__Directions__:
Locate and copy each line in the data that contains the word "DecodingKey".

__Information supplied__:
use argon2::{
    Argon2,
    password_hash::{PasswordHash, PasswordHasher, PasswordVerifier, SaltString, rand_core::OsRng},
};
use axum::{
    extract::{FromRef, FromRequestParts},
    http::{header, request::Parts},
};
use chrono::{DateTime, Utc};
use jsonwebtoken::{
    DecodingKey, EncodingKey, Header, Validation, decode, encode, errors::ErrorKind,
};
use serde::{Deserialize, Serialize};
use std::convert::Infallible;
use uuid::Uuid;

use crate::{
    config::{AppConfig, Env},
    error::AppError,
    models::Role,
    repository::RepositoryState,
};

/// Session lifetime without the "remember me" extension.
pub const SESSION_LIFETIME_DAYS: i64 = 1;
/// Extended session lifetime when "remember me" is requested at login.
pub const REMEMBER_LIFETIME_DAYS: i64 = 30;

/// Claims
///
/// The payload structure signed into every bearer token. Validated on every
/// authenticated request.
#[derive(Debug, Serialize, Deserialize)]
pub struct Claims {
    /// Subject (sub): the UUID of the user, used to re-resolve the identity
    /// and current role from the `users` table.
    pub sub: Uuid,
    /// Session id (sid): the server-side session row this token is bound to.
    /// The token is only accepted while that row still exists, which is what
    /// makes logout an unconditional revocation.
    pub sid: Uuid,
    /// Expiration Time (exp): timestamp after which the token must not be
    /// accepted. Mirrors the session row's expiry.
    pub exp: usize,
    /// Issued At (iat): timestamp when the token was issued.
    pub iat: usize,
}

/// AuthUser Extractor Result
///
/// The resolved identity of an authenticated request: who the caller is, what
/// role they carry, and which session produced the binding. Handlers pass this
/// (or its absence) into the guard pipeline.
#[derive(Debug, Clone)]
pub struct AuthUser {
    pub id: Uuid,
    pub role: Role,
    pub session_id: Uuid,
}

/// AuthUser Extractor Implementation
///
/// Implements Axum's FromRequestParts trait, making AuthUser usable as a
/// function argument in any authenticated handler, separating authentication
/// from the handler's business logic.
///
/// The process:
/// 1. Dependency resolution: Repository and AppConfig from the application state.
/// 2. Local bypass: development-time access via the 'x-user-id' header.
/// 3. Token validation: Bearer extraction and JWT decoding.
/// 4. Session check: the `sid` row must still exist and not be expired.
/// 5. DB lookup: the user's existence and current role.
///
/// Rejection: `AppError::Unauthorized` (401) on any failure.
impl<S> FromRequestParts<S> for AuthUser
where
    S: Send + Sync,
    RepositoryState: FromRef<S>,
    AppConfig: FromRef<S>,
{
    type Rejection = AppError;

    async fn from_request_parts(parts: &mut Parts, state: &S) -> Result<Self, Self::Rejection> {
        let repo = RepositoryState::from_ref(state);
        let config = AppConfig::from_ref(state);

        // Local Development Bypass
        // In Env::Local, a known user UUID in the 'x-user-id' header stands in
        // for a full login. The user must still exist so the role is real.
        if config.env == Env::Local {
            if let Some(user_id_header) = parts.headers.get("x-user-id") {
                if let Ok(id_str) = user_id_header.to_str() {
                    if let Ok(user_id) = Uuid::parse_str(id_str) {
                        if let Some(user) = repo.get_user(user_id).await? {
                            return Ok(AuthUser {
                                id: user.id,
                                role: user.role,
                                session_id: Uuid::nil(),
                            });
                        }
                    }
                }
            }
        }
        // In Production, or when the bypass did not resolve, execution falls
        // through to the standard token validation flow.

        let auth_header = parts
            .headers
            .get(header::AUTHORIZATION)
            .and_then(|value| value.to_str().ok())
            .ok_or(AppError::Unauthorized)?;

        let token = auth_header
            .strip_prefix("Bearer ")
            .ok_or(AppError::Unauthorized)?;

        let decoding_key = DecodingKey::from_secret(config.jwt_secret.as_bytes());

        let mut validation = Validation::default();
        validation.validate_exp = true;

        let token_data = match decode::<Claims>(token, &decoding_key, &validation) {
            Ok(data) => data,
            Err(e) => {
                match e.kind() {
                    // Token expired: the most common failure for a valid-but-old token.
                    ErrorKind::ExpiredSignature => return Err(AppError::Unauthorized),
                    // All other failure types (bad signature, malformed token, ...).
                    _ => return Err(AppError::Unauthorized),
                }
            }
        };

        // Session revocation check: logout deletes the row, which invalidates
        // the token even while its signature is still within lifetime.
        let session = repo
            .get_session(token_data.claims.sid)
            .await?
            .ok_or(AppError::Unauthorized)?;

        if session.expires_at <= Utc::now() {
            // Lazy purge; the reject stands either way.
            let _ = repo.delete_session(session.id).await;
            return Err(AppError::Unauthorized);
        }

        // Final verification against the database. This denies access if the
        // user was deleted after the token was issued, and picks up the
        // current role rather than trusting a stale one.
        let user = repo
            .get_user(token_data.claims.sub)
            .await?
            .ok_or(AppError::Unauthorized)?;

        Ok(AuthUser {
            id: user.id,
            role: user.role,
            session_id: session.id,
        })
    }
}

/// OptionalAuthUser
///
/// Extractor variant that treats any authentication failure as "anonymous"
/// instead of rejecting the request. Handlers use it to hand an explicit
/// `Option<AuthUser>` context to the guard pipeline, and for the
/// anonymous-only surfaces (register/login) where an authenticated caller is
/// courteously redirected rather than rejected.
#[derive(Debug, Clone)]
pub struct OptionalAuthUser(pub Option<AuthUser>);

impl<S> FromRequestParts<S> for OptionalAuthUser
where
    S: Send + Sync,
    RepositoryState: FromRef<S>,
    AppConfig: FromRef<S>,
{
    type Rejection = Infallible;

    async fn from_request_parts(parts: &mut Parts, state: &S) -> Result<Self, Self::Rejection> {
        Ok(OptionalAuthUser(
            AuthUser::from_request_parts(parts, state).await.ok(),
        ))
    }
}

// --- Guard Pipeline ---
//
// Evaluated in fixed order (authenticate, then authorize) as pure functions of
// the explicit request context. No ambient current-user state exists anywhere.

/// require_authenticated
///
/// First stage of the pipeline: an anonymous context is rejected with
/// `Unauthorized`.
pub fn require_authenticated(ctx: Option<&AuthUser>) -> Result<&AuthUser, AppError> {
    ctx.ok_or(AppError::Unauthorized)
}

/// require_role
///
/// Second stage: runs only after authentication passed. A role mismatch is
/// `Forbidden`, which the HTTP boundary degrades into a redirect-with-warning
/// for browser clients rather than a hard failure page.
pub fn require_role(ctx: Option<&AuthUser>, role: Role) -> Result<&AuthUser, AppError> {
    let user = require_authenticated(ctx)?;
    if user.role != role {
        return Err(AppError::Forbidden);
    }
    Ok(user)
}

// --- Password Hashing ---

/// hash_password
///
/// Hashes a plaintext password with Argon2id and a fresh random salt, producing
/// a self-describing PHC string. CPU-intensive: callers on the async runtime
/// wrap this in `spawn_blocking`.
pub fn hash_password(password: &str) -> Result<String, AppError> {
    let salt = SaltString::generate(&mut OsRng);
    Argon2::default()
        .hash_password(password.as_bytes(), &salt)
        .map(|hash| hash.to_string())
        .map_err(|e| AppError::Internal(format!("password hashing failed: {e}")))
}

/// verify_password
///
/// Recomputes the Argon2id hash check against a stored PHC string. The digest
/// comparison inside the argon2 crate is constant-time. Returns Ok(false) for
/// a wrong password; only a malformed stored hash is an error.
pub fn verify_password(password: &str, stored_hash: &str) -> Result<bool, AppError> {
    let parsed_hash = PasswordHash::new(stored_hash)
        .map_err(|e| AppError::Internal(format!("invalid stored password hash: {e}")))?;
    match Argon2::default().verify_password(password.as_bytes(), &parsed_hash) {
        Ok(()) => Ok(true),
        Err(argon2::password_hash::Error::Password) => Ok(false),
        Err(e) => Err(AppError::Internal(format!(
            "password verification failed: {e}"
        ))),
    }
}

// --- Token Issuing ---

/// issue_token
///
/// Encodes the signed bearer token binding a user to a session row. The token
/// expiry mirrors the session row's `expires_at`.
pub fn issue_token(
    secret: &str,
    user_id: Uuid,
    session_id: Uuid,
    expires_at: DateTime<Utc>,
) -> Result<String, AppError> {
    let claims = Claims {
        sub: user_id,
        sid: session_id,
        iat: Utc::now().timestamp() as usize,
        exp: expires_at.timestamp() as usize,
    };

    let key = EncodingKey::from_secret(secret.as_bytes());
    encode(&Header::default(), &claims, &key)
        .map_err(|e| AppError::Internal(format!("token encoding failed: {e}")))
}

__Expected answer__:
    DecodingKey, EncodingKey, Header, Validation, decode, encode, errors::ErrorKind,
        let decoding_key = DecodingKey::from_secret(config.jwt_secret.as_bytes());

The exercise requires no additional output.